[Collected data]
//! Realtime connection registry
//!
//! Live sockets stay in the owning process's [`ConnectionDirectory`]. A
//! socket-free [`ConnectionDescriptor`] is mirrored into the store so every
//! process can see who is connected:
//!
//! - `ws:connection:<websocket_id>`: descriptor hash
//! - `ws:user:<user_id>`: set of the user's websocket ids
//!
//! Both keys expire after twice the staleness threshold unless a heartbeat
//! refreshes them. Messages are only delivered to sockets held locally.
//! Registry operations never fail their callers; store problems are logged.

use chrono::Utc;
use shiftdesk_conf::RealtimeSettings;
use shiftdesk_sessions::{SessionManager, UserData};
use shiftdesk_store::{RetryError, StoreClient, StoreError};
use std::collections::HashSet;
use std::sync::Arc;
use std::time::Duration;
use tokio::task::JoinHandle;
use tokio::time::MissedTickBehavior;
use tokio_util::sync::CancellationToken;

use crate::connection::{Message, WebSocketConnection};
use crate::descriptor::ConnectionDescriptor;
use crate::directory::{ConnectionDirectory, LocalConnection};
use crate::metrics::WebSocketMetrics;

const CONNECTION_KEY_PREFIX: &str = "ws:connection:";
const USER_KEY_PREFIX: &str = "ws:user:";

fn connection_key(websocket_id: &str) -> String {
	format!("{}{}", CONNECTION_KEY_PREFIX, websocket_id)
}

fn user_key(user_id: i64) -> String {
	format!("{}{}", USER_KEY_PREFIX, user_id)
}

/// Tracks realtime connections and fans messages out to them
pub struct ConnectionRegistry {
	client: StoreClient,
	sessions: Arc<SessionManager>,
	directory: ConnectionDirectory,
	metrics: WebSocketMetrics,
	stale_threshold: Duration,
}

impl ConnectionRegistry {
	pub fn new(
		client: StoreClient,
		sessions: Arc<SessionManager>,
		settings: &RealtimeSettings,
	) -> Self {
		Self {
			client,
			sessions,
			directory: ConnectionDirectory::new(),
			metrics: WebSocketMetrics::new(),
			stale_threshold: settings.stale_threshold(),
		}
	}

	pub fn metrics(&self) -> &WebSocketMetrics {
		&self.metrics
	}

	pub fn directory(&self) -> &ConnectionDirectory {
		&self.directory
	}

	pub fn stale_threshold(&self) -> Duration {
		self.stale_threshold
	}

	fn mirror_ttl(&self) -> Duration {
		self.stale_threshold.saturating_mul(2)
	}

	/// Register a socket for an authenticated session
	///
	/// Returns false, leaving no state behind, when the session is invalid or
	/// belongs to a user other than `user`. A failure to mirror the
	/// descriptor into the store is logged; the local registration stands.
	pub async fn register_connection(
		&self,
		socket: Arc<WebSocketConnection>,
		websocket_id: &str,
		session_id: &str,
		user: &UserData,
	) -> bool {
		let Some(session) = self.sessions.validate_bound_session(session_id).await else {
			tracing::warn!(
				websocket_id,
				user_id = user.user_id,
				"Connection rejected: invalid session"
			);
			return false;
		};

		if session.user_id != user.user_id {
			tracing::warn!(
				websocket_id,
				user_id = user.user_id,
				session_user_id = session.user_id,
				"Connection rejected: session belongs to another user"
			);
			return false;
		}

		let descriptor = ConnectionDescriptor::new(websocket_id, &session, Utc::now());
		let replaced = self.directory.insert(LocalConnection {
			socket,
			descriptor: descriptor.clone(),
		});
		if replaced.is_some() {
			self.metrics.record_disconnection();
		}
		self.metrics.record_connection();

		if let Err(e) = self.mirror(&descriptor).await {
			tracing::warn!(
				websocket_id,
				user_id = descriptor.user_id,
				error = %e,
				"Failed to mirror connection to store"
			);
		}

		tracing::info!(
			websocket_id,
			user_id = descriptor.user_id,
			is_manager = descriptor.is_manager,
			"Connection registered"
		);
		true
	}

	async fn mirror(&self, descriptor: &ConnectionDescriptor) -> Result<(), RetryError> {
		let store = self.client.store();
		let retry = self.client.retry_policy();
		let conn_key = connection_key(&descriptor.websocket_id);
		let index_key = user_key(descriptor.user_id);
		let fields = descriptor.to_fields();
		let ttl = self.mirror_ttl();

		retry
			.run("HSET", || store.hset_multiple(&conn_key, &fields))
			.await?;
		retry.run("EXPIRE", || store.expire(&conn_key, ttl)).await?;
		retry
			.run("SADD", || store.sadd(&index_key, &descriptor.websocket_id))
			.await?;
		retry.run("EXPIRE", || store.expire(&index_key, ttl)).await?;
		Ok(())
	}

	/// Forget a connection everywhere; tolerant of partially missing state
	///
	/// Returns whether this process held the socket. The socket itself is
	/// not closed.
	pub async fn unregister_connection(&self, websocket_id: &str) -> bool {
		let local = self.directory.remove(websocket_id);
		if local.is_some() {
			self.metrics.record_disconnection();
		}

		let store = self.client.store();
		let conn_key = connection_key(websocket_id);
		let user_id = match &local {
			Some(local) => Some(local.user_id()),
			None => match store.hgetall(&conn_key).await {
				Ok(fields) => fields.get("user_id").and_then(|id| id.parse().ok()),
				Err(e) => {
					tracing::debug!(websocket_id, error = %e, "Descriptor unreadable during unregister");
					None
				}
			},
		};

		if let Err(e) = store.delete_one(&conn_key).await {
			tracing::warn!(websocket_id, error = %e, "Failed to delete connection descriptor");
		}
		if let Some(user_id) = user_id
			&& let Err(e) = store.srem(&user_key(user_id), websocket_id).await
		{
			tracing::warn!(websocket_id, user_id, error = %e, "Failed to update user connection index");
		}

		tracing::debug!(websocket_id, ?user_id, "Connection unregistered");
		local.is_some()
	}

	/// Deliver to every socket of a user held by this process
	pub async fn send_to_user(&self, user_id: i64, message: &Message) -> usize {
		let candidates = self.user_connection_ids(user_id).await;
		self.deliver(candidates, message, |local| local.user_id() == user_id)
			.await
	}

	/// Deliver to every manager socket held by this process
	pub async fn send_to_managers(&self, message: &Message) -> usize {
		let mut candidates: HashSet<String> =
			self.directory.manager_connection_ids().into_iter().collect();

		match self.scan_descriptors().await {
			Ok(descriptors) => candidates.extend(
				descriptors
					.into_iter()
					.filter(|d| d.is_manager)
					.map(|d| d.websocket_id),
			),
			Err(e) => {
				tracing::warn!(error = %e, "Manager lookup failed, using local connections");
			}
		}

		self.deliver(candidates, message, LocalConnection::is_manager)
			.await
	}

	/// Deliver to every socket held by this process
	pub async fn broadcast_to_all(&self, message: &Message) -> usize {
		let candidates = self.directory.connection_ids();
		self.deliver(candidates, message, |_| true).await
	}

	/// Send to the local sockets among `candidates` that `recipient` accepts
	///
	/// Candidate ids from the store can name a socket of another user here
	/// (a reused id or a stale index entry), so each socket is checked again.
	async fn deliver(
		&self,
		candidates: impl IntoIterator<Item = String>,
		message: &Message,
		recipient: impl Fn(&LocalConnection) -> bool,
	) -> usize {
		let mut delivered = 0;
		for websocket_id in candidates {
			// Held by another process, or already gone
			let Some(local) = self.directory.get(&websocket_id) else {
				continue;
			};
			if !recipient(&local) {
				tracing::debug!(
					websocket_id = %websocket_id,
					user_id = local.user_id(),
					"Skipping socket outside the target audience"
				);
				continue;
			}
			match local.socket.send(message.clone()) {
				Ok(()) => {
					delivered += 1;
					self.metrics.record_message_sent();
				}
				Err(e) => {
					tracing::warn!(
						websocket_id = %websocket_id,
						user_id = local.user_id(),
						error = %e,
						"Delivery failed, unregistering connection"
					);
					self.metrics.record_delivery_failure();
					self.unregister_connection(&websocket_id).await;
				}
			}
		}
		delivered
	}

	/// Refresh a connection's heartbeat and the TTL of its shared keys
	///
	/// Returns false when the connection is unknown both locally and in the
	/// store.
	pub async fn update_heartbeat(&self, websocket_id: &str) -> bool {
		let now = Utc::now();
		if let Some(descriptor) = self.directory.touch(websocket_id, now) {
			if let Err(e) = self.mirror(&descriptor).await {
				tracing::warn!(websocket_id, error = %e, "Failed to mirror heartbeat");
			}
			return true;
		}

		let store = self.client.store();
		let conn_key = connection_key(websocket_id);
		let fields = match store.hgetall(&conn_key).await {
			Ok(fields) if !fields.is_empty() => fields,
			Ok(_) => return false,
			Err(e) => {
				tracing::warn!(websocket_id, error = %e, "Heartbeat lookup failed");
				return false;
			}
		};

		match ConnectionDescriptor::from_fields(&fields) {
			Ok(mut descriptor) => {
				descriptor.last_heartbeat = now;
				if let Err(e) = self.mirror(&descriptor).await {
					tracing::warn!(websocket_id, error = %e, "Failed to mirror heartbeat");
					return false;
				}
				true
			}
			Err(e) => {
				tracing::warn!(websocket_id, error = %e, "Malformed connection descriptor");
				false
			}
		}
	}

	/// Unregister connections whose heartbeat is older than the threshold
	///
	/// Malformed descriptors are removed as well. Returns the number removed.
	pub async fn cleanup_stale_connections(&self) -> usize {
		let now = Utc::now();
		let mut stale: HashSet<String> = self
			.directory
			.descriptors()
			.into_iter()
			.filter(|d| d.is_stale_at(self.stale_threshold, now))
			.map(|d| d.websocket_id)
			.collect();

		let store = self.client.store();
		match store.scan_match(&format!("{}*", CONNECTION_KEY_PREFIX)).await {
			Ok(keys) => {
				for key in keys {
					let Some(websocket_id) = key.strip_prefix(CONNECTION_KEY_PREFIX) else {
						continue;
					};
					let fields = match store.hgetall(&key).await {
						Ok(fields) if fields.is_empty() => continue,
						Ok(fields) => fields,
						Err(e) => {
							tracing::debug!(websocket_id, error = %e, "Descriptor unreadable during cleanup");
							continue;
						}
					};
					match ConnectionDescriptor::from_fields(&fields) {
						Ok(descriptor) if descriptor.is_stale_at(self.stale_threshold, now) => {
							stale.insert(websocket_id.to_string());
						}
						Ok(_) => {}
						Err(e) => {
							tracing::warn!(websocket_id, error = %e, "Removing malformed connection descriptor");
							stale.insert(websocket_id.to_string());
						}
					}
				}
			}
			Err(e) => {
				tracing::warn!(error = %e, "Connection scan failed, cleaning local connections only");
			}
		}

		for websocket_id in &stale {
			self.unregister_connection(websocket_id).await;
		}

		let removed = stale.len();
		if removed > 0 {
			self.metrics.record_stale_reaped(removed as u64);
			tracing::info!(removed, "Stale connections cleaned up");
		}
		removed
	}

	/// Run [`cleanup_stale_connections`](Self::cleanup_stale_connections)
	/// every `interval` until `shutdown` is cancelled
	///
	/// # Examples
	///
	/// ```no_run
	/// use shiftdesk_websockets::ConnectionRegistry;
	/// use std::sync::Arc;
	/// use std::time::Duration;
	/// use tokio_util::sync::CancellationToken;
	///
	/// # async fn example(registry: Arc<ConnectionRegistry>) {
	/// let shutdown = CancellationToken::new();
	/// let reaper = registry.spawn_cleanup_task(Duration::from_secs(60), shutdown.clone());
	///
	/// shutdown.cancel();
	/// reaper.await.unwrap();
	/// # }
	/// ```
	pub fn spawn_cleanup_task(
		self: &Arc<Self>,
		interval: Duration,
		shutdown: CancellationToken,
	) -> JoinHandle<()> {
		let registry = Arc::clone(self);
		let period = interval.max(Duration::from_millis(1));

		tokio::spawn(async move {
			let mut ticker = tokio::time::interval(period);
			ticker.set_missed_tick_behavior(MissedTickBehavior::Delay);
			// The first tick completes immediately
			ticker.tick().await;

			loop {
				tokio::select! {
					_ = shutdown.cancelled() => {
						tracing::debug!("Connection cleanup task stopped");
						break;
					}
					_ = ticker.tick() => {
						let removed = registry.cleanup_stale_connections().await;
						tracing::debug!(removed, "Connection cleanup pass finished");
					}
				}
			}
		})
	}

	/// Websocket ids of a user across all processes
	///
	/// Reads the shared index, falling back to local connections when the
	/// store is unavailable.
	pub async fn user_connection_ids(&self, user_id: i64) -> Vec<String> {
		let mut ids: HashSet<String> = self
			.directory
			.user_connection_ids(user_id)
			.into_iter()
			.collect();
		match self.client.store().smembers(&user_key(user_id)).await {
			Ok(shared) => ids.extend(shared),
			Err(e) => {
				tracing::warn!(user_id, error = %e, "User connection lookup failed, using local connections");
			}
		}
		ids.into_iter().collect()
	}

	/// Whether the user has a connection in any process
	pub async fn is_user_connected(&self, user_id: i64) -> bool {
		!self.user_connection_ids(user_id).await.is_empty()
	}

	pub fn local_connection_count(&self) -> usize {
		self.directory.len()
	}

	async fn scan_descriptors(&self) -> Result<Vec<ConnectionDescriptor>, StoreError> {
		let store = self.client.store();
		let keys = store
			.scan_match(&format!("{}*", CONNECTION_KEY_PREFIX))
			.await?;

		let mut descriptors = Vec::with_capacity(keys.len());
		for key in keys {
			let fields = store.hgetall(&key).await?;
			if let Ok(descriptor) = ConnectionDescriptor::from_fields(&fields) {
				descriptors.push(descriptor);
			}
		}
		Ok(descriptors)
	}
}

=== WHAT TO WORK ON ===
Give an exact copy of the lines above, from the top of the records to the line that contains "use crate::descriptor::ConnectionDescriptor;", taking in both ends.

=== THE COMPLETED TASK ===
//! Realtime connection registry
//!
//! Live sockets stay in the owning process's [`ConnectionDirectory`]. A
//! socket-free [`ConnectionDescriptor`] is mirrored into the store so every
//! process can see who is connected:
//!
//! - `ws:connection:<websocket_id>`: descriptor hash
//! - `ws:user:<user_id>`: set of the user's websocket ids
//!
//! Both keys expire after twice the staleness threshold unless a heartbeat
//! refreshes them. Messages are only delivered to sockets held locally.
//! Registry operations never fail their callers; store problems are logged.

use chrono::Utc;
use shiftdesk_conf::RealtimeSettings;
use shiftdesk_sessions::{SessionManager, UserData};
use shiftdesk_store::{RetryError, StoreClient, StoreError};
use std::collections::HashSet;
use std::sync::Arc;
use std::time::Duration;
use tokio::task::JoinHandle;
use tokio::time::MissedTickBehavior;
use tokio_util::sync::CancellationToken;

use crate::connection::{Message, WebSocketConnection};
use crate::descriptor::ConnectionDescriptor;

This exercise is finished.